# Stored data

----

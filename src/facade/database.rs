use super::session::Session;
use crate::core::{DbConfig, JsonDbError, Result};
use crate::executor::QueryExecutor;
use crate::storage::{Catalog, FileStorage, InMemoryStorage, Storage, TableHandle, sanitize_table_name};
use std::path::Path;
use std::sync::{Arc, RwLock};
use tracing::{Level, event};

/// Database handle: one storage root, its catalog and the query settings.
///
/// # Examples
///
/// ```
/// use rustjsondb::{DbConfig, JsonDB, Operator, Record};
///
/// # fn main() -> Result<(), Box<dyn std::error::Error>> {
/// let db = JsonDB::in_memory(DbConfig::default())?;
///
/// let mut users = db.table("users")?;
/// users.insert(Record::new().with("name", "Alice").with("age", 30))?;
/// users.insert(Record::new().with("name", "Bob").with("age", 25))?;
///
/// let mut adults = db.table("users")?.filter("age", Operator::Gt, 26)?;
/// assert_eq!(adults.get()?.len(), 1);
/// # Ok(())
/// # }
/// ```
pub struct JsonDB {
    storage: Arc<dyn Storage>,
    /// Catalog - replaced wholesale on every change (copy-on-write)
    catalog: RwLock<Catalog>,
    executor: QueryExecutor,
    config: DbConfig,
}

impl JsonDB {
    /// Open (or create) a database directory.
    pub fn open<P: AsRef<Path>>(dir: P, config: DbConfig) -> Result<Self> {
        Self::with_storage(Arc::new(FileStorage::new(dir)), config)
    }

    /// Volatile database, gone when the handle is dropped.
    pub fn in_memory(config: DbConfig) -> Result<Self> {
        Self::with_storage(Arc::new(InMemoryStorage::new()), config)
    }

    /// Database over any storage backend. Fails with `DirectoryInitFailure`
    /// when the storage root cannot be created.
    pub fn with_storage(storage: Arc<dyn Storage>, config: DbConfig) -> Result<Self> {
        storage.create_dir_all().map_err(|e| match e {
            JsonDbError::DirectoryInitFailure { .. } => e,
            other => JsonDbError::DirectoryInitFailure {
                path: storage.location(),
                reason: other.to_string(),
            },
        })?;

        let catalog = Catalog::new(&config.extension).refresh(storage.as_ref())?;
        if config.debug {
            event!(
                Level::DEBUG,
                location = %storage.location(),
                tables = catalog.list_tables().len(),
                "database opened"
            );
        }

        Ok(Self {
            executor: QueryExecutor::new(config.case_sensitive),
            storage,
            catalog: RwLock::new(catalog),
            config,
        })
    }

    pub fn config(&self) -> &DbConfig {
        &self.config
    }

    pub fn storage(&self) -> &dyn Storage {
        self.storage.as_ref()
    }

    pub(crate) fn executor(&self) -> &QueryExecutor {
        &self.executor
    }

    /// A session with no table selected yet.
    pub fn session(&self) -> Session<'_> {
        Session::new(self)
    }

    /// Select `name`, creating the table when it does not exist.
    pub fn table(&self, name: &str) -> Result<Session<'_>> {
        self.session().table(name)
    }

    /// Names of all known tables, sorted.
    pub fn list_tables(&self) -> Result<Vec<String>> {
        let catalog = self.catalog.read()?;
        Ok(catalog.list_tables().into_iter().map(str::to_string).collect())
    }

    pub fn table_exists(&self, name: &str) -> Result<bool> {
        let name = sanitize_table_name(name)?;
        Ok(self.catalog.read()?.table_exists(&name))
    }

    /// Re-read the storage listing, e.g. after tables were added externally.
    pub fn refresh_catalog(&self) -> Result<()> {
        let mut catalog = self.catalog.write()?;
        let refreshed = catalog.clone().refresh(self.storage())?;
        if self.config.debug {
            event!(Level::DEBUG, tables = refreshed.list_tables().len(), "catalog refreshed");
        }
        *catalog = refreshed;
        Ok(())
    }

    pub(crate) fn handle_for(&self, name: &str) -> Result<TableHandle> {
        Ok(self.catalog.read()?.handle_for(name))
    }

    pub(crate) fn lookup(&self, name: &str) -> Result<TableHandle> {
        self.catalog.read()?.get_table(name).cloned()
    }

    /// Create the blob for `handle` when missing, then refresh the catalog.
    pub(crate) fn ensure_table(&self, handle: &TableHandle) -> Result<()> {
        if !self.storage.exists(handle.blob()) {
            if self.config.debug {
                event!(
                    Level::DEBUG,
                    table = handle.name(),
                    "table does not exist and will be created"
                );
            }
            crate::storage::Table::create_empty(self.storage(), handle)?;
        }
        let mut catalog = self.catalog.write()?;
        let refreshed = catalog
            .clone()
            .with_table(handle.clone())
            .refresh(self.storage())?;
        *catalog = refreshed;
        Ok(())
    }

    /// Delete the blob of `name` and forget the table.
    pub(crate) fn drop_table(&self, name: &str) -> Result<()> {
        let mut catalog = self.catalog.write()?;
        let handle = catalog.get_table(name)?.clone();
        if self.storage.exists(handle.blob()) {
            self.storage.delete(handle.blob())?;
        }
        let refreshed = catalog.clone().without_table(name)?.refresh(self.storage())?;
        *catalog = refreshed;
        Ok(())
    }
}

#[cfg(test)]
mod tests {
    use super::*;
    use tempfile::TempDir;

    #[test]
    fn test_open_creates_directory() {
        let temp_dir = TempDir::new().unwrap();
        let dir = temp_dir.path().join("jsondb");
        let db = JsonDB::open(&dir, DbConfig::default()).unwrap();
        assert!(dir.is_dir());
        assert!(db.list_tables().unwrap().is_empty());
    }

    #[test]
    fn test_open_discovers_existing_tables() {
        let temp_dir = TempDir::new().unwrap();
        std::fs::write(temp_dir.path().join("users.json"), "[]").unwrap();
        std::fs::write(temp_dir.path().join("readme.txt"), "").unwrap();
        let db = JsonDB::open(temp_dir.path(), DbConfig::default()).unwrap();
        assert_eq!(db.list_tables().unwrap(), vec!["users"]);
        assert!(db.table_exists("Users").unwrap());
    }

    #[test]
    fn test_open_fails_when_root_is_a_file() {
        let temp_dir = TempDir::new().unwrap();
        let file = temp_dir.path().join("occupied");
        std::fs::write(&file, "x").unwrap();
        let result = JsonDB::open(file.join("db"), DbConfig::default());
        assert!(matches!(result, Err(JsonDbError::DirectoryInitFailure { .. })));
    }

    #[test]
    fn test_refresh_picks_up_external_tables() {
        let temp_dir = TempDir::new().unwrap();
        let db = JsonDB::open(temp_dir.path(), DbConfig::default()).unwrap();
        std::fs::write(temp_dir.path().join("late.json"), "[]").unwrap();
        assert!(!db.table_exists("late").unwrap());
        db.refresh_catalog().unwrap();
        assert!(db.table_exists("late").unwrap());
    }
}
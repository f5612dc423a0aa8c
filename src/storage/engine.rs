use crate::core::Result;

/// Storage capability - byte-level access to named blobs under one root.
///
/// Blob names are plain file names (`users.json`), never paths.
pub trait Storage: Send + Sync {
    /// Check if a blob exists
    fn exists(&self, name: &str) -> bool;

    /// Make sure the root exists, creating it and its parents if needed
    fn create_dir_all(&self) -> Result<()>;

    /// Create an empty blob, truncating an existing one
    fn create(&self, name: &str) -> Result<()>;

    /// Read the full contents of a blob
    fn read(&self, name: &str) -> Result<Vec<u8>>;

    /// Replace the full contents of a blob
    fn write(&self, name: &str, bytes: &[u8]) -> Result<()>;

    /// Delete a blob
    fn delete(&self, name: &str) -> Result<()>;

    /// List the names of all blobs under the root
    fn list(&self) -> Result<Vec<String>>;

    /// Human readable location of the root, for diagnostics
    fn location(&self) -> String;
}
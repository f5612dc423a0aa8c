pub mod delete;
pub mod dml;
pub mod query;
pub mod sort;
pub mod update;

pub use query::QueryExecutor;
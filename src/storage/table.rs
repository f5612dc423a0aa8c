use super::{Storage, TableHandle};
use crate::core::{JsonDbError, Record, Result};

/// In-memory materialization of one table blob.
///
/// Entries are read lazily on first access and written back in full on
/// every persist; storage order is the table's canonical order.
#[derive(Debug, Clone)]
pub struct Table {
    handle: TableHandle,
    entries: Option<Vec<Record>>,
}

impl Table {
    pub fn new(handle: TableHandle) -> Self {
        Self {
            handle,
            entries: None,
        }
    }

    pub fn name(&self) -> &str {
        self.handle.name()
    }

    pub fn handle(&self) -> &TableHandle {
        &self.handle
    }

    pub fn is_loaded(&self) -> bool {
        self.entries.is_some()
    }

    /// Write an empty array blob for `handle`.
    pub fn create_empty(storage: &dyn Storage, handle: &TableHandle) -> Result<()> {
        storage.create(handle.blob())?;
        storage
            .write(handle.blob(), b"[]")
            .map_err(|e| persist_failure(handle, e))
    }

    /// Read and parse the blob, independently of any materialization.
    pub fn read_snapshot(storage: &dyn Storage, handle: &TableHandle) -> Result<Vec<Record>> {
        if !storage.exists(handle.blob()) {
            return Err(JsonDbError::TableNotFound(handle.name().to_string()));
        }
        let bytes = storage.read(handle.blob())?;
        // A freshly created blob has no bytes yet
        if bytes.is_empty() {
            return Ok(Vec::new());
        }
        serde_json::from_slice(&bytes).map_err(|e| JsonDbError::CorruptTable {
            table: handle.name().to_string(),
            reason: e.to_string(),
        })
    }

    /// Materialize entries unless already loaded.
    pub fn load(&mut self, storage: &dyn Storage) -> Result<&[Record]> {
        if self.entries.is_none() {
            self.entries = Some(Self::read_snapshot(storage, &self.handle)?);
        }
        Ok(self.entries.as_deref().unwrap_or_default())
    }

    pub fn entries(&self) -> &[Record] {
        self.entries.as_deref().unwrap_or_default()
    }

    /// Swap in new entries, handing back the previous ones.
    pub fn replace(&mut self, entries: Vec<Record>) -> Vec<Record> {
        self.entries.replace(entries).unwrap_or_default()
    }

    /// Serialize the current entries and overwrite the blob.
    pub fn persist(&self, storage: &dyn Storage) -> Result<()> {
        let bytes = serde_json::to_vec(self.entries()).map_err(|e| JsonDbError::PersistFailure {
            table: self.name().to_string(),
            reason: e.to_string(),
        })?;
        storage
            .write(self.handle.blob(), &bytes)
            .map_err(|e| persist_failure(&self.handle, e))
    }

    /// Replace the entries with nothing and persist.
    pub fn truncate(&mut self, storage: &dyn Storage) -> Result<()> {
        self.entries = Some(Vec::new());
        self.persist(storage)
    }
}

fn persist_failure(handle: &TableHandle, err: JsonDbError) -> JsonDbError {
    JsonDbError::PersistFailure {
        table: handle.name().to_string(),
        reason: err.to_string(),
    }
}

----

# YOUR GOAL
Above are the records; copy each line from them that includes the string "blobs".

# EXERCISE SOLUTION
/// Storage capability - byte-level access to named blobs under one root.
    /// List the names of all blobs under the root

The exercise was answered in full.